The investment bank has agreed to buy 100 percent of Mesa West, according to a person familiar with the deal. The transaction, the terms of which were not disclosed, is expected to close in the fourth quarter.

Mesa West will retain its brand and operate as a new and separate business unit within the company’s real assets group, which currently manages $47 billion of assets and encompasses a private equity real estate business, Morgan Stanley Real Estate Investing; a private infrastructure business; and a listed real assets business.
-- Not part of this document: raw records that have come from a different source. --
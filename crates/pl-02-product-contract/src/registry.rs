//! # Operation Registry
//!
//! Static table of the contract's transaction functions. Each entry names the
//! function, its positional parameters, whether it may write, and the decoder
//! turning the string arguments into a typed [`Invocation`].
//!
//! | Function | Parameters | Read-only |
//! |----------|------------|-----------|
//! | `InitLedger` | - | no |
//! | `ProductExists` | id | yes |
//! | `CreateProduct` | name, id, quantity, price, location, actor, imageUrl | no |
//! | `GetProduct` | id | yes |
//! | `GetAllProducts` | - | yes |
//! | `UpdateProduct` | id, quantity, price, name, location, actor, imageUrl | no |
//! | `DeleteProduct` | id | no |
//! | `TransferProduct` | id, newActor | no |

use crate::domain::{check_id, parse_price, Actor, Location, Product, ProductUpdate};
use crate::errors::ContractError;

/// A decoded call of one contract function.
#[derive(Clone, Debug, PartialEq)]
pub enum Invocation {
    InitLedger,
    ProductExists { id: String },
    CreateProduct(Product),
    GetProduct { id: String },
    GetAllProducts,
    UpdateProduct { id: String, update: ProductUpdate },
    DeleteProduct { id: String },
    TransferProduct { id: String, new_actor: Actor },
}

/// Positional string arguments → typed invocation.
pub type ArgDecoder = fn(&[String]) -> Result<Invocation, ContractError>;

/// One registered transaction function.
#[derive(Clone, Copy)]
pub struct OperationSpec {
    pub name: &'static str,
    pub params: &'static [&'static str],
    /// Read-only functions are never committed.
    pub read_only: bool,
    decode: ArgDecoder,
}

impl OperationSpec {
    #[must_use]
    pub fn arity(&self) -> usize {
        self.params.len()
    }

    /// Check the argument count, then decode.
    pub fn decode_args(&self, args: &[String]) -> Result<Invocation, ContractError> {
        if args.len() != self.arity() {
            return Err(ContractError::ArityMismatch {
                function: self.name.to_string(),
                expected: self.arity(),
                actual: args.len(),
            });
        }
        (self.decode)(args)
    }
}

impl std::fmt::Debug for OperationSpec {
    fn fmt(&self, f: &mut std::fmt::Formatter<'_>) -> std::fmt::Result {
        f.debug_struct("OperationSpec")
            .field("name", &self.name)
            .field("params", &self.params)
            .field("read_only", &self.read_only)
            .finish_non_exhaustive()
    }
}

pub static REGISTRY: &[OperationSpec] = &[
    OperationSpec {
        name: "InitLedger",
        params: &[],
        read_only: false,
        decode: |_| Ok(Invocation::InitLedger),
    },
    OperationSpec {
        name: "ProductExists",
        params: &["id"],
        read_only: true,
        decode: |args| {
            let [id] = args else { return Err(arity("ProductExists", 1, args)) };
            Ok(Invocation::ProductExists { id: id.clone() })
        },
    },
    OperationSpec {
        name: "CreateProduct",
        params: &["name", "id", "quantity", "price", "location", "actor", "imageUrl"],
        read_only: false,
        decode: decode_create,
    },
    OperationSpec {
        name: "GetProduct",
        params: &["id"],
        read_only: true,
        decode: |args| {
            let [id] = args else { return Err(arity("GetProduct", 1, args)) };
            Ok(Invocation::GetProduct { id: id.clone() })
        },
    },
    OperationSpec {
        name: "GetAllProducts",
        params: &[],
        read_only: true,
        decode: |_| Ok(Invocation::GetAllProducts),
    },
    OperationSpec {
        name: "UpdateProduct",
        params: &["id", "quantity", "price", "name", "location", "actor", "imageUrl"],
        read_only: false,
        decode: decode_update,
    },
    OperationSpec {
        name: "DeleteProduct",
        params: &["id"],
        read_only: false,
        decode: |args| {
            let [id] = args else { return Err(arity("DeleteProduct", 1, args)) };
            Ok(Invocation::DeleteProduct { id: id_arg(id)? })
        },
    },
    OperationSpec {
        name: "TransferProduct",
        params: &["id", "newActor"],
        read_only: false,
        decode: |args| {
            let [id, new_actor] = args else { return Err(arity("TransferProduct", 2, args)) };
            Ok(Invocation::TransferProduct {
                id: id_arg(id)?,
                new_actor: new_actor.parse()?,
            })
        },
    },
];

/// Find a function by exact name.
#[must_use]
pub fn lookup(name: &str) -> Option<&'static OperationSpec> {
    REGISTRY.iter().find(|spec| spec.name == name)
}

// =============================================================================
// DECODERS
// =============================================================================
// Queries take the id as given: an id that cannot exist is simply absent.
// Mutations refuse ids that could never have been created.

fn arity(function: &str, expected: usize, args: &[String]) -> ContractError {
    ContractError::ArityMismatch {
        function: function.to_string(),
        expected,
        actual: args.len(),
    }
}

fn id_arg(raw: &str) -> Result<String, ContractError> {
    check_id(raw)?;
    Ok(raw.to_string())
}

fn decode_create(args: &[String]) -> Result<Invocation, ContractError> {
    let [name, id, quantity, price, location, actor, image_url] = args else {
        return Err(arity("CreateProduct", 7, args));
    };
    Ok(Invocation::CreateProduct(Product {
        id: id_arg(id)?,
        name: name.clone(),
        quantity: quantity.clone(),
        price: parse_price(price)?,
        location: Location::parse(location)?,
        actor: actor.parse()?,
        image_url: image_url.clone(),
    }))
}

fn decode_update(args: &[String]) -> Result<Invocation, ContractError> {
    let [id, quantity, price, name, location, actor, image_url] = args else {
        return Err(arity("UpdateProduct", 7, args));
    };
    Ok(Invocation::UpdateProduct {
        id: id_arg(id)?,
        update: ProductUpdate {
            name: name.clone(),
            quantity: quantity.clone(),
            price: parse_price(price)?,
            location: Location::parse(location)?,
            actor: actor.parse()?,
            image_url: image_url.clone(),
        },
    })
}

// =============================================================================
// TESTS
// =============================================================================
PERE understands that real estate equity and real estate debt were considered to be distinct enough strategies to warrant two different platforms at Morgan Stanley.

Mesa West’s senior management, led by co-founders Jeff Friedman and Mark Zytko, will continue to oversee the company on a day-to-day basis. They will report directly to John Klopp, global head of real assets.

Friedman and Zytko are currently the majority owners in Mesa West, according to a filing with the Securities and Exchange Commission. In 2012, Columbia Pacific Advisors, a Seattle-based alternative investment manager, made a preferred equity investment through its open-ended Columbia Pacific Opportunity Fund, ultimately giving it a 25 percent stake in the firm, according to documents from the City of Los Angeles Department of Water and Power at the time.

Columbia Pacific’s investment helped Mesa West to finance the management buyout of the firm’s previous part-owners – an affiliate of Walton Street Capital and the Royal Bank of Scotland – along with a bank loan. Walton Street and the Royal Bank of Scotland had jointly held a 50 percent third-party ownership stake in the firm.

Mesa West is understood to have begun talks about a year ago to find a party to buy Columbia Pacific’s stake. Some of the bidders, however, were said to have only been interested in buying majority or full stakes in Mesa West.

Meanwhile, in replacing Columbia Pacific as a part owner, the Los Angeles-based firm was seeking a new partner or firm that would offer scalability and help it to become more competitive in an increasingly crowded real estate debt space, where large private equity firms such as Blackstone have become dominant players.

Founded in 2004, Mesa West provides non-recourse first mortgages for core, core-plus, value-add and transitional properties in the US. The firm currently has $5.5 billion of equity under management with offices in Los Angeles, Chicago and New York. Earlier this year, it held a final close of $900 million in equity on its largest closed-ended real estate debt fund, Mesa West Real Estate Income Fund IV, beating its target of $750 million.

Ted Gooden and Drew Murphy of Berkshire Capital Securities represented Mesa West on the deal.